Introduction The instant developmental switch of nutritional and oxygen supply from the umbilical cord to the lungs and the intestinal canal are necessary and dramatic changes for the offspring in order to adapt to life outside the uterus. This period is also characterised by exposure and colonisation by live bacteria, an assumed important step towards physiological programming of the newborn. The perinatal period is associated with establishment of a functional blood-brain barrier (BBB), essential for the brain development and protection from adverse systemic influences, which in rodents, has been suggested to be regulated by intestinal microbiome. To investigate whether the pig could be used as a model for preterm infant brain maturation, we studied the BBB in preterm and term newborn piglets.

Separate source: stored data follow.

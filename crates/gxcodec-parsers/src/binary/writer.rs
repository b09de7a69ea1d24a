//! Append-only writer with section backfill and deferred links

use std::collections::HashMap;
use std::ops::{Deref, DerefMut};

use byteorder::{BigEndian, ByteOrder, LittleEndian};

use super::Endian;
use crate::traits::{ParseError, ParseResult};

/// One end of a deferred link
#[derive(Debug, Clone, PartialEq, Eq)]
pub enum Anchor {
    /// Absolute position already known
    At(usize),
    /// Position of a label that may be defined later
    Label(String),
}

impl Anchor {
    pub fn label(name: impl Into<String>) -> Self {
        Anchor::Label(name.into())
    }
}

/// Storage width of a deferred link
#[derive(Debug, Clone, Copy, PartialEq, Eq)]
pub enum LinkWidth {
    I16,
    U16,
    I32,
    U32,
}

impl LinkWidth {
    fn size(self) -> usize {
        match self {
            LinkWidth::I16 | LinkWidth::U16 => 2,
            LinkWidth::I32 | LinkWidth::U32 => 4,
        }
    }

    fn fits(self, value: i64) -> bool {
        match self {
            LinkWidth::I16 => i16::try_from(value).is_ok(),
            LinkWidth::U16 => u16::try_from(value).is_ok(),
            LinkWidth::I32 => i32::try_from(value).is_ok(),
            LinkWidth::U32 => u32::try_from(value).is_ok(),
        }
    }
}

#[derive(Debug, Clone)]
struct PendingLink {
    at: usize,
    width: LinkWidth,
    from: Anchor,
    to: Anchor,
}

/// Growing output buffer
#[derive(Debug, Default)]
pub struct Writer {
    buf: Vec<u8>,
    endian: Endian,
    labels: HashMap<String, usize>,
    links: Vec<PendingLink>,
}

macro_rules! typed_write {
    ($name:ident, $ty:ty, $size:expr, $fn:ident) => {
        pub fn $name(&mut self, value: $ty) {
            let mut bytes = [0u8; $size];
            match self.endian {
                Endian::Big => BigEndian::$fn(&mut bytes, value),
                Endian::Little => LittleEndian::$fn(&mut bytes, value),
            }
            self.buf.extend_from_slice(&bytes);
        }
    };
}

impl Writer {
    pub fn new(endian: Endian) -> Self {
        Self {
            endian,
            ..Self::default()
        }
    }

    pub fn endian(&self) -> Endian {
        self.endian
    }

    pub fn position(&self) -> usize {
        self.buf.len()
    }

    /// Bytes emitted so far, links still unpatched
    pub fn as_bytes(&self) -> &[u8] {
        &self.buf
    }

    pub fn write_u8(&mut self, value: u8) {
        self.buf.push(value);
    }

    pub fn write_i8(&mut self, value: i8) {
        self.buf.push(value as u8);
    }

    typed_write!(write_u16, u16, 2, write_u16);
    typed_write!(write_i16, i16, 2, write_i16);
    typed_write!(write_u32, u32, 4, write_u32);
    typed_write!(write_i32, i32, 4, write_i32);
    typed_write!(write_f32, f32, 4, write_f32);

    pub fn write_vec3(&mut self, v: [f32; 3]) {
        for c in v {
            self.write_f32(c);
        }
    }

    pub fn write_bytes(&mut self, bytes: &[u8]) {
        self.buf.extend_from_slice(bytes);
    }

    pub fn write_zeros(&mut self, n: usize) {
        self.buf.resize(self.buf.len() + n, 0);
    }

    /// Zero-pad to a multiple of `alignment`
    pub fn align(&mut self, alignment: usize) {
        let target = super::align_up(self.buf.len(), alignment);
        self.buf.resize(target, 0);
    }

    /// Pad to a multiple of `alignment` by cycling `pattern`
    pub fn align_with(&mut self, alignment: usize, pattern: &[u8]) {
        let target = super::align_up(self.buf.len(), alignment);
        if pattern.is_empty() {
            self.buf.resize(target, 0);
            return;
        }
        let mut i = 0;
        while self.buf.len() < target {
            self.buf.push(pattern[i % pattern.len()]);
            i += 1;
        }
    }

    fn patch(&mut self, at: usize, bytes: &[u8]) -> ParseResult<()> {
        let available = self.buf.len().saturating_sub(at);
        let slot = self
            .buf
            .get_mut(at..at + bytes.len())
            .ok_or(ParseError::OutOfBounds {
                offset: at,
                requested: bytes.len(),
                available,
            })?;
        slot.copy_from_slice(bytes);
        Ok(())
    }

    pub fn patch_u16_at(&mut self, at: usize, value: u16) -> ParseResult<()> {
        let mut bytes = [0u8; 2];
        match self.endian {
            Endian::Big => BigEndian::write_u16(&mut bytes, value),
            Endian::Little => LittleEndian::write_u16(&mut bytes, value),
        }
        self.patch(at, &bytes)
    }

    pub fn patch_u32_at(&mut self, at: usize, value: u32) -> ParseResult<()> {
        let mut bytes = [0u8; 4];
        match self.endian {
            Endian::Big => BigEndian::write_u32(&mut bytes, value),
            Endian::Little => LittleEndian::write_u32(&mut bytes, value),
        }
        self.patch(at, &bytes)
    }

    /// Name the current position
    pub fn label(&mut self, name: impl Into<String>) {
        let pos = self.buf.len();
        self.labels.insert(name.into(), pos);
    }

    pub fn label_position(&self, name: &str) -> Option<usize> {
        self.labels.get(name).copied()
    }

    /// Reserve a slot holding `to - from`, patched in [`Writer::finish`]
    pub fn write_link(&mut self, from: Anchor, to: Anchor, width: LinkWidth) {
        let at = self.buf.len();
        self.write_zeros(width.size());
        self.links.push(PendingLink { at, width, from, to });
    }

    /// Link from an absolute base to a label, the most common shape
    pub fn write_offset(&mut self, base: usize, target: impl Into<String>, width: LinkWidth) {
        self.write_link(Anchor::At(base), Anchor::Label(target.into()), width);
    }

    fn resolve(&self, anchor: &Anchor) -> ParseResult<usize> {
        match anchor {
            Anchor::At(pos) => Ok(*pos),
            Anchor::Label(name) => self
                .labels
                .get(name)
                .copied()
                .ok_or_else(|| ParseError::UnresolvedLink { label: name.clone() }),
        }
    }

    /// Tag as a `u32` in the active byte order
    pub fn write_tag(&mut self, tag: &[u8; 4]) {
        self.write_u32(u32::from_be_bytes(*tag));
    }

    /// Open a `tag`/`size` section; the size covers the tag itself
    pub fn open_section(&mut self, tag: &[u8; 4]) -> SectionGuard<'_> {
        let start = self.buf.len();
        self.write_tag(tag);
        let size_at = self.buf.len();
        self.write_u32(0);
        SectionGuard {
            writer: self,
            start,
            size_at,
        }
    }

    /// Bracket a region starting here whose size field sits `size_offset`
    /// bytes in. The caller writes the placeholder.
    pub fn open_region(&mut self, size_offset: usize) -> SectionGuard<'_> {
        let start = self.buf.len();
        SectionGuard {
            writer: self,
            start,
            size_at: start + size_offset,
        }
    }

    /// Patch every deferred link and hand back the finished buffer
    pub fn finish(mut self) -> ParseResult<Vec<u8>> {
        let links = std::mem::take(&mut self.links);
        for link in &links {
            let from = self.resolve(&link.from)?;
            let to = self.resolve(&link.to)?;
            let value = to as i64 - from as i64;
            if !link.width.fits(value) {
                return Err(ParseError::LinkOverflow { at: link.at, value });
            }
            match link.width {
                LinkWidth::I16 | LinkWidth::U16 => self.patch_u16_at(link.at, value as u16)?,
                LinkWidth::I32 | LinkWidth::U32 => self.patch_u32_at(link.at, value as u32)?,
            }
        }
        Ok(self.buf)
    }
}

/// Open section; the size field is backfilled on drop
pub struct SectionGuard<'w> {
    writer: &'w mut Writer,
    start: usize,
    size_at: usize,
}

impl SectionGuard<'_> {
    pub fn start(&self) -> usize {
        self.start
    }

    /// Close explicitly, returning the emitted size
    pub fn close(self) -> usize {
        self.writer.position() - self.start
    }
}

impl Deref for SectionGuard<'_> {
    type Target = Writer;

    fn deref(&self) -> &Self::Target {
        self.writer
    }
}

impl DerefMut for SectionGuard<'_> {
    fn deref_mut(&mut self) -> &mut Self::Target {
        self.writer
    }
}

impl Drop for SectionGuard<'_> {
    fn drop(&mut self) {
        let size = (self.writer.position() - self.start) as u32;
        // A region whose size slot was never written has nothing to patch.
        let _ = self.writer.patch_u32_at(self.size_at, size);
    }
}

Methods The integrity of the BBB was evaluated in caesarean-delivered preterm (90% gestation) and term-born neonate pigs immediately after birth (n = 10). The expression of main tight junctions proteins (TJPs) controlling the BBB, and the glucose transporter-1 (Glut-1) in the hippocampus and striatum were determined by western blot technique.
Results Alterations of TJPs expression in brain tissue were observed in hippocampus and striatum of preterm piglets compared to full-term controls. In addition, Glut-1 expression in the brain endothelial cells exhibited changes in a region-specific manner.
Conclusion This pilot study demonstrate altered expression patterns of TJPs and Glut-1 in hippocampus and striatum of preterm piglets compared to full term piglets which support that the BBB impairment observed in rodents may also extend to the BBB in preterm piglets.